We present a method to improve accuracy of renal tumor segmentation in CT images by considering the structure of kidneys. We apply deep learning based on the following protocol. First, kidney regions are extracted from the CT images. Second, adjacent eight slices along axial direction are picked up as a patch. Third, the center of gravity of the kidney region in the patch is aligned to the center of the patch in sagittal and coronal direction. Fourth, we apply data augmentation with scaling and rotation around the center, which preserves the basic slice structure of kidneys. Finally, these patches are fed to a 3D U-Net for training. Compared with the conventional 3D U-Net, the proposed method improves the DICE score from 0.507 to 0.604.
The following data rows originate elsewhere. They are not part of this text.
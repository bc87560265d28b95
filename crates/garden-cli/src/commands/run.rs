use std::io;
use std::sync::Arc;
use std::time::Instant;

use anyhow::Result;
use crossterm::{
    event::{DisableFocusChange, DisableMouseCapture, EnableFocusChange, EnableMouseCapture},
    execute,
    terminal::{disable_raw_mode, enable_raw_mode, EnterAlternateScreen, LeaveAlternateScreen, SetTitle},
};
use ratatui::{backend::CrosstermBackend, Terminal};
use tracing::{debug, info};

use garden_core::AppConfig;
use garden_tui::{
    app::App,
    event::{AppEvent, EventHandler},
    input::handle_key_event,
    keymap::Keymap,
    load_theme, ui,
};

pub async fn run(config: Arc<AppConfig>, reduced_motion: bool) -> Result<()> {
    // Create keymap from config
    let keymap = Keymap::from_config(&config.keymap);

    // Read once at startup
    let motion = config.motion.preference(reduced_motion);
    info!(reduced = motion.is_reduced(), "starting motion garden");

    // Setup terminal
    enable_raw_mode()?;
    let mut stdout = io::stdout();
    let title = if motion.is_reduced() {
        "Motion Garden (Reduced Motion)"
    } else {
        "Motion Garden"
    };
    execute!(
        stdout,
        EnterAlternateScreen,
        EnableMouseCapture,
        EnableFocusChange,
        SetTitle(title)
    )?;

    let backend = CrosstermBackend::new(stdout);
    let mut terminal = Terminal::new(backend)?;

    // Load theme from config
    let theme = load_theme(&config.ui.theme, config.ui.accent_color.as_deref());

    let mut app = App::new(config.clone(), theme, motion, Instant::now());

    let event_handler =
        EventHandler::with_animation_fps(config.ui.tick_rate_ms, config.ui.animation_fps);

    let result = event_loop(&mut terminal, &mut app, &keymap, &event_handler);

    // Cancel every pending timer before the terminal goes away
    app.shutdown();

    // Restore terminal
    disable_raw_mode()?;
    execute!(
        terminal.backend_mut(),
        LeaveAlternateScreen,
        DisableMouseCapture,
        DisableFocusChange
    )?;
    terminal.show_cursor()?;

    info!("motion garden stopped");
    result
}

fn event_loop(
    terminal: &mut Terminal<CrosstermBackend<io::Stdout>>,
    app: &mut App,
    keymap: &Keymap,
    event_handler: &EventHandler,
) -> Result<()> {
    // Checked at the end of each iteration to pick the next iteration's tick rate
    let mut needs_fast_update = false;

    loop {
        app.update(Instant::now());

        let now = Instant::now();
        terminal.draw(|frame| ui::draw(frame, app, keymap, now))?;

        // Poll at the animation frame rate while something is moving
        let event = if needs_fast_update {
            event_handler.next_animation()?
        } else {
            event_handler.next()?
        };
        if let Some(event) = event {
            let now = Instant::now();
            match event {
                AppEvent::Key(key) => {
                    let action = handle_key_event(key, app, keymap);
                    debug!(?action, "key action");
                    app.handle_action(action, now);
                }
                AppEvent::Mouse(mouse) => app.handle_mouse(mouse, now),
                AppEvent::Resize(width, height) => {
                    debug!(width, height, "terminal resized");
                    app.on_resize();
                }
                AppEvent::FocusLost => app.on_focus_lost(now),
                AppEvent::Tick => {}
            }
        }

        needs_fast_update = app.needs_fast_update(Instant::now());

        if app.should_quit {
            break;
        }
    }

    Ok(())
}
mod card;
mod contact;
mod depth;
mod detail;
mod feedback;
mod gesture;
mod intro;
mod navigation;
mod popup;
mod status_bar;

pub use card::CardWidget;
pub use contact::ContactWidget;
pub use depth::DepthWidget;
pub use detail::DetailWidget;
pub use feedback::FeedbackWidget;
pub use gesture::GestureWidget;
pub use intro::IntroWidget;
pub use navigation::NavigationWidget;
pub use popup::PopupWidget;
pub use status_bar::StatusBarWidget;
© 2022 Optica Publishing Group under the terms of the Optica Open Access Publishing Agreement
The number of patients with renal cancer is increasing every year and this trend is expected to continue in the coming years. Since renal tumors are often discovered accidentally during tests for other diseases, there is a possibility that some doctors may miss a lesion.
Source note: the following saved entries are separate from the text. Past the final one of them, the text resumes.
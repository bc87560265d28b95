//! Swipe-to-reveal gesture controller
//!
//! Phases: idle → dragging → settling → idle, with a resting open/closed flag.
//! The panel offset is always within `[-max_reveal, 0]`.

use std::time::{Duration, Instant};

use tracing::debug;

use crate::geometry::{Element, MeasurePort};
use crate::motion::{MotionPreference, Tween};

/// Settle after a drag is released
pub const SETTLE_DURATION: Duration = Duration::from_millis(300);
/// Hint: reveal the actions
pub const HINT_OPEN_DURATION: Duration = Duration::from_millis(320);
/// Hint: hide the actions again after the reveal finished
pub const HINT_CLOSE_DURATION: Duration = Duration::from_millis(320);
/// Hint pressed while the panel is already open
pub const HINT_DISMISS_DURATION: Duration = Duration::from_millis(260);

/// Reveal distance and open/close threshold for one item width
#[derive(Debug, Clone, Copy, PartialEq)]
pub struct SwipeMetrics {
    pub width: f64,
    pub max_reveal: f64,
    pub threshold: f64,
}

impl SwipeMetrics {
    pub fn from_width(width: f64) -> Self {
        let width = width.max(0.0);
        let max_reveal = (width * 0.6).min((width * 0.55).max(160.0));
        let threshold = (max_reveal * 0.6).min(width * 0.4);
        Self {
            width,
            max_reveal,
            threshold,
        }
    }

    fn measure(measure: &impl MeasurePort) -> Option<Self> {
        measure.width(Element::SwipeItem).map(Self::from_width)
    }

    #[inline]
    pub fn clamp_offset(&self, offset: f64) -> f64 {
        offset.clamp(-self.max_reveal, 0.0)
    }

    /// Whether a released offset should settle open
    #[inline]
    pub fn should_open(&self, offset: f64) -> bool {
        offset.abs() > self.threshold && offset < 0.0
    }
}

#[derive(Debug, Clone, Copy, PartialEq, Eq)]
pub enum SwipePhase {
    Idle,
    Dragging,
    Settling,
}

#[derive(Debug, Clone)]
struct Drag {
    pointer_id: u64,
    start_x: f64,
    start_offset: f64,
    metrics: SwipeMetrics,
}

/// What happens once the running settle animation completes
#[derive(Debug, Clone, Copy, PartialEq)]
enum AfterSettle {
    Rest,
    /// Second step of the discovery hint
    AutoClose,
}

#[derive(Debug, Clone)]
struct Settle {
    tween: Tween,
    then: AfterSettle,
}

#[derive(Debug, Clone)]
pub struct SwipeController {
    motion: MotionPreference,
    offset: f64,
    is_open: bool,
    drag: Option<Drag>,
    settle: Option<Settle>,
}

impl SwipeController {
    pub fn new(motion: MotionPreference) -> Self {
        Self {
            motion,
            offset: 0.0,
            is_open: false,
            drag: None,
            settle: None,
        }
    }

    /// Current horizontal translation of the panel
    #[inline]
    pub fn offset(&self) -> f64 {
        self.offset
    }

    /// Resting state decided by the last gesture or programmatic action
    #[inline]
    pub fn is_open(&self) -> bool {
        self.is_open
    }

    pub fn phase(&self) -> SwipePhase {
        if self.drag.is_some() {
            SwipePhase::Dragging
        } else if self.settle.is_some() {
            SwipePhase::Settling
        } else {
            SwipePhase::Idle
        }
    }

    /// Target of the running settle animation, if any
    pub fn settle_target(&self) -> Option<f64> {
        self.settle.as_ref().map(|s| s.tween.target())
    }

    /// Freeze the running settle animation at its current value
    fn stop_settle(&mut self, now: Instant) {
        if let Some(settle) = self.settle.take() {
            self.offset = settle.tween.value_at(now);
        }
    }

    fn start_settle(&mut self, to: f64, duration: Duration, then: AfterSettle, now: Instant) {
        self.stop_settle(now);
        self.settle = Some(Settle {
            tween: Tween::settle(self.offset, to, now, self.motion.animation(duration)),
            then,
        });
    }

    /// Pointer pressed on the item. No-op when the item has no geometry yet.
    pub fn pointer_down(
        &mut self,
        pointer_id: u64,
        x: f64,
        measure: &impl MeasurePort,
        now: Instant,
    ) -> bool {
        let Some(metrics) = SwipeMetrics::measure(measure) else {
            return false;
        };
        self.stop_settle(now);

        let start_offset = if self.is_open {
            -metrics.max_reveal
        } else {
            metrics.clamp_offset(self.offset)
        };
        self.drag = Some(Drag {
            pointer_id,
            start_x: x,
            start_offset,
            metrics,
        });
        debug!(pointer_id, x, start_offset, "swipe drag started");
        true
    }

    /// Pointer moved. Events from a pointer other than the captured one are ignored.
    pub fn pointer_move(&mut self, pointer_id: u64, x: f64) -> bool {
        let Some(drag) = self.drag.as_ref() else {
            return false;
        };
        if drag.pointer_id != pointer_id {
            return false;
        }
        self.offset = drag.metrics.clamp_offset(drag.start_offset + (x - drag.start_x));
        true
    }

    /// Pointer released, cancelled or left the item.
    ///
    /// Returns the open/closed classification, or `None` when no drag was active.
    pub fn pointer_up(&mut self, now: Instant) -> Option<bool> {
        let drag = self.drag.take()?;
        let should_open = drag.metrics.should_open(self.offset);
        let target = if should_open {
            -drag.metrics.max_reveal
        } else {
            0.0
        };
        debug!(
            offset = self.offset,
            threshold = drag.metrics.threshold,
            should_open,
            "swipe released"
        );
        self.is_open = should_open;
        self.start_settle(target, SETTLE_DURATION, AfterSettle::Rest, now);
        Some(should_open)
    }

    /// Play the discovery hint: reveal, then hide again once the reveal finishes.
    ///
    /// When already open the hint just closes the panel. Under reduced motion
    /// the panel stays revealed.
    pub fn hint(&mut self, measure: &impl MeasurePort, now: Instant) -> bool {
        let Some(metrics) = SwipeMetrics::measure(measure) else {
            return false;
        };
        self.drag = None;

        if self.is_open {
            self.is_open = false;
            self.start_settle(0.0, HINT_DISMISS_DURATION, AfterSettle::Rest, now);
            return true;
        }

        let then = if self.motion.is_reduced() {
            AfterSettle::Rest
        } else {
            AfterSettle::AutoClose
        };
        self.is_open = true;
        self.start_settle(-metrics.max_reveal, HINT_OPEN_DURATION, then, now);
        debug!(max_reveal = metrics.max_reveal, "swipe hint started");
        true
    }

    /// Reveal the actions without a gesture
    pub fn open(&mut self, measure: &impl MeasurePort, now: Instant) -> bool {
        let Some(metrics) = SwipeMetrics::measure(measure) else {
            return false;
        };
        self.drag = None;
        self.is_open = true;
        self.start_settle(-metrics.max_reveal, SETTLE_DURATION, AfterSettle::Rest, now);
        true
    }

    /// Animate the panel closed over `duration`
    pub fn close(&mut self, duration: Duration, now: Instant) {
        self.drag = None;
        self.is_open = false;
        self.start_settle(0.0, duration, AfterSettle::Rest, now);
    }

    /// Advance the settle animation
    pub fn tick(&mut self, now: Instant) {
        while let Some(settle) = self.settle.as_ref() {
            self.offset = settle.tween.value_at(now);
            if !settle.tween.is_finished(now) {
                return;
            }

            let finished = settle.tween.clone();
            let then = settle.then;
            self.settle = None;
            if then == AfterSettle::AutoClose {
                // Chained on completion, timed from the moment the reveal ended
                self.is_open = false;
                self.settle = Some(Settle {
                    tween: Tween::settle(
                        finished.target(),
                        0.0,
                        finished.end(),
                        self.motion.animation(HINT_CLOSE_DURATION),
                    ),
                    then: AfterSettle::Rest,
                });
            }
        }
    }

    /// Whether frames are still needed to finish an animation
    pub fn is_animating(&self) -> bool {
        self.settle.is_some()
    }

    /// Stop every animation and release the pointer
    pub fn dispose(&mut self) {
        self.settle = None;
        self.drag = None;
    }
}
Recently, automatic organ and tumor segmentation using machine learning has been tried vigorously and numerous competitions have been held in this research area. Almost all the researchers in this field use deep learning to tackle the problem.
In 2012, the deep learning-based method proposed by Hinton et al.  greatly outperformed the conventional methods in ImageNet Large Scale Visual Recognition (ILSVRC) . Since then, deep learning has dominated in the field of image recognition and has also been widely used in the field of medical imaging .
2D U-Net  and 3D U-Net , which are variations of convolutional neural networks (CNN) designed to be used in segmentation tasks, are quite often used to label organs or tumors in medical imaging. Since CT images have 3D structures, 3D U-Net is used most often, which holds true in the renal tumor detection competition KiTS19  also.
Since 3D U-Net requires large memory capacity because of its 3D structure, it is often the case that the image data size fed to the network is quite limited, which leads to decisions based only on local information, causing false positives in implausible regions. Moreover, 3D U-Net has more parameters than 2D U-Net, which causes unstable learning when the distribution of classes is unbalanced.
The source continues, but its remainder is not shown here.